Nikon was at the top of their game back then. I had a D3 back in those days. Back then, you could sale a used Nikon lens for near retail, in ONE DAY on craigslist. It was nuts. I've never seen Nikon craze like that before.
Let's not reinvent history. Up to the time the Nikon D3 appeared, the popular opinion was that Nikon was toast. Canon had been in full frame for some time, The D2 series was regarded as a failure (within Nikon, as well; many got permanent "offices with windows" due that generation design). The D3 put Nikon back in the game, but they'd already lost a lot of market share to Canon by the time it appeared.
That said, the combination of D3, D3s, D3x, D300, and D700 actually eventually did help Nikon regain market share against Canon, to the point as I outlined at the time of temporarily passing Canon in market share.

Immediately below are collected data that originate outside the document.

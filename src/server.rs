//! HTTP surface: the classify endpoint and its router.

use std::sync::Arc;

use axum::{
    Json, Router,
    body::Bytes,
    extract::{DefaultBodyLimit, Multipart, State, multipart::MultipartError},
    http::{HeaderValue, StatusCode},
    response::{IntoResponse, Response},
    routing::{get, post},
};
use tower::ServiceBuilder;
use tower_http::cors::{Any, CorsLayer};
use tracing::{Instrument, debug, error, info, info_span, warn};
use uuid::Uuid;

use crate::config::ServerConfig;
use crate::error::ClassifyError;
use crate::extract::{self, FileKind};
use crate::llm::EmailClassifier;
use crate::normalize::TextNormalizer;

/// Application state shared across handlers.
#[derive(Clone)]
pub struct AppState {
    /// Classification backend, injected so tests can stub it.
    pub classifier: Arc<dyn EmailClassifier>,
    /// Shared normalizer; loads its language resources once at startup.
    pub normalizer: Arc<TextNormalizer>,
}

/// Build the Axum router for the classification service.
pub fn classify_routes(
    classifier: Arc<dyn EmailClassifier>,
    normalizer: Arc<TextNormalizer>,
    config: &ServerConfig,
) -> Router {
    let state = AppState {
        classifier,
        normalizer,
    };

    Router::new()
        .route("/classify", post(classify))
        .route("/health", get(health))
        .layer(
            ServiceBuilder::new()
                .layer(cors_layer(&config.allowed_origins))
                .layer(DefaultBodyLimit::max(config.max_upload_bytes)),
        )
        .with_state(state)
}

fn cors_layer(allowed_origins: &[String]) -> CorsLayer {
    if allowed_origins.iter().any(|origin| origin == "*") {
        return CorsLayer::new()
            .allow_origin(Any)
            .allow_methods(Any)
            .allow_headers(Any);
    }

    let origins: Vec<HeaderValue> = allowed_origins
        .iter()
        .filter_map(|origin| origin.parse().ok())
        .collect();
    CorsLayer::new()
        .allow_origin(origins)
        .allow_methods(Any)
        .allow_headers(Any)
}

// ── Health ──────────────────────────────────────────────────────────

async fn health() -> impl IntoResponse {
    Json(serde_json::json!({
        "status": "ok",
        "service": "inbox-triage"
    }))
}

// ── Classify ────────────────────────────────────────────────────────

/// Uploaded file field: the client-declared name plus the raw bytes.
struct UploadedFile {
    filename: String,
    bytes: Bytes,
}

/// The fields we accept from the multipart form.
#[derive(Default)]
struct ClassifyForm {
    text: Option<String>,
    file: Option<UploadedFile>,
}

/// Collect the `text` and `file` fields; unknown fields are drained and
/// ignored.
///
/// The multipart parser reports a zero-part body as an error before any
/// field is yielded; that case is an empty form (the caller answers it
/// with the no-input payload), not a malformed request.
async fn read_form(mut multipart: Multipart) -> Result<ClassifyForm, MultipartError> {
    let mut form = ClassifyForm::default();
    let mut saw_field = false;

    loop {
        let field = match multipart.next_field().await {
            Ok(Some(field)) => field,
            Ok(None) => break,
            Err(_) if !saw_field => break,
            Err(e) => return Err(e),
        };
        saw_field = true;

        let name = field.name().unwrap_or_default().to_string();
        match name.as_str() {
            "text" => form.text = Some(field.text().await?),
            "file" => {
                let filename = field.file_name().unwrap_or_default().to_string();
                let bytes = field.bytes().await?;
                form.file = Some(UploadedFile { filename, bytes });
            }
            _ => {
                field.bytes().await?;
            }
        }
    }

    Ok(form)
}

async fn classify(State(state): State<AppState>, multipart: Multipart) -> Response {
    let request_id = Uuid::new_v4();
    handle_classify(state, multipart)
        .instrument(info_span!("classify", request_id = %request_id))
        .await
}

/// Run one classification request end to end.
///
/// Input selection order: non-empty `text` wins, then an uploaded file,
/// else the request is answered with the fixed no-input payload (status
/// 200, which the frontend contract relies on). File input is spooled to
/// a uniquely named temp file that is deleted on every exit path.
async fn handle_classify(state: AppState, multipart: Multipart) -> Response {
    let form = match read_form(multipart).await {
        Ok(form) => form,
        Err(e) => {
            warn!(error = %e, "Rejected malformed multipart body");
            return (
                StatusCode::BAD_REQUEST,
                Json(serde_json::json!({"error": "Requisição multipart inválida."})),
            )
                .into_response();
        }
    };

    let email_text = if let Some(text) = form.text.filter(|t| !t.is_empty()) {
        debug!(chars = text.len(), "Classifying inline text");
        text
    } else if let Some(file) = form.file {
        let spooled = match extract::spool_to_temp(&file.bytes) {
            Ok(spooled) => spooled,
            Err(e) => {
                error!(error = %e, "Failed to spool upload to temp file");
                return (
                    StatusCode::INTERNAL_SERVER_ERROR,
                    Json(serde_json::json!({"error": "Falha ao processar o arquivo enviado."})),
                )
                    .into_response();
            }
        };

        let kind = FileKind::from_filename(&file.filename);
        debug!(filename = %file.filename, kind = ?kind, "Extracting uploaded file");

        match extract::extract_text(spooled.path(), kind).await {
            Ok(text) => text,
            Err(e) => {
                warn!(error = %e, filename = %file.filename, "Could not extract text from upload");
                return (
                    StatusCode::BAD_REQUEST,
                    Json(serde_json::json!({"error": "Não foi possível ler o arquivo enviado."})),
                )
                    .into_response();
            }
        }
        // `spooled` drops here and removes the temp file.
    } else {
        info!("Request carried no text and no file");
        return (
            StatusCode::OK,
            Json(serde_json::json!({"error": "Nenhum texto ou arquivo enviado."})),
        )
            .into_response();
    };

    let normalized = state.normalizer.normalize(&email_text);
    debug!(
        raw_chars = email_text.len(),
        normalized_chars = normalized.len(),
        "Email text normalized"
    );

    match state.classifier.classify(&normalized).await {
        Ok(result) => {
            info!(category = result.category.as_str(), "Email classified");
            (StatusCode::OK, Json(result)).into_response()
        }
        Err(ClassifyError::MalformedResponse { raw }) => {
            warn!("Returning raw AI payload after parse failure");
            (
                StatusCode::BAD_GATEWAY,
                Json(serde_json::json!({
                    "error": "Falha ao interpretar a resposta da AI. Pode ser limite de uso ou resposta inesperada.",
                    "raw_ai_response": raw,
                })),
            )
                .into_response()
        }
        Err(e) => {
            error!(error = %e, "Classification request failed");
            (
                StatusCode::INTERNAL_SERVER_ERROR,
                Json(serde_json::json!({"error": "Falha ao consultar o serviço de classificação."})),
            )
                .into_response()
        }
    }
}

The real craziness of the D3/D300 launch was that Nikon wasn't prepared for the resurgence of orders. The "welcome back" response was greater than they anticipated. We saw that happen again with the Z9 recently. I'm not sure the Z8 is a repeat of that, though.
Canon first came out with the full-frame 1Ds in 2002 at a whopping $8000 price tag, followed by a more affordable 5D in 2005 for $3000. By the time the D3 came along on August 23, 2007, Canon already had FX for 5 years, and 2 years with "affordable" FX. Hence Nikon was desperate to send out a $3000 D700.
I recall that back in 2007, Nikon was producing 8K D3 and 80K D300 a month, but there was never any D300 shortage. I never pre-ordered and just bought a D300 off the shelf from my then local store Keeble and Shuchat before Thanksgiving 2007, along with an MB-D10.
I certainly don't see a Z9-style shortage for the Z8, but even so, the Z9 shortage lasted about 8, 9 months in the beginning of 2022. By August, September 2022, one could order one and receive it within a couple of weeks. The first time I saw the Z9 in stock @ B&H was October 2022, but that didn't last very long. IMO, any initial Z8 shortage will be modest, if there is any at all, based on Ricci's comment that Nikon is producing 12K Z8 a month.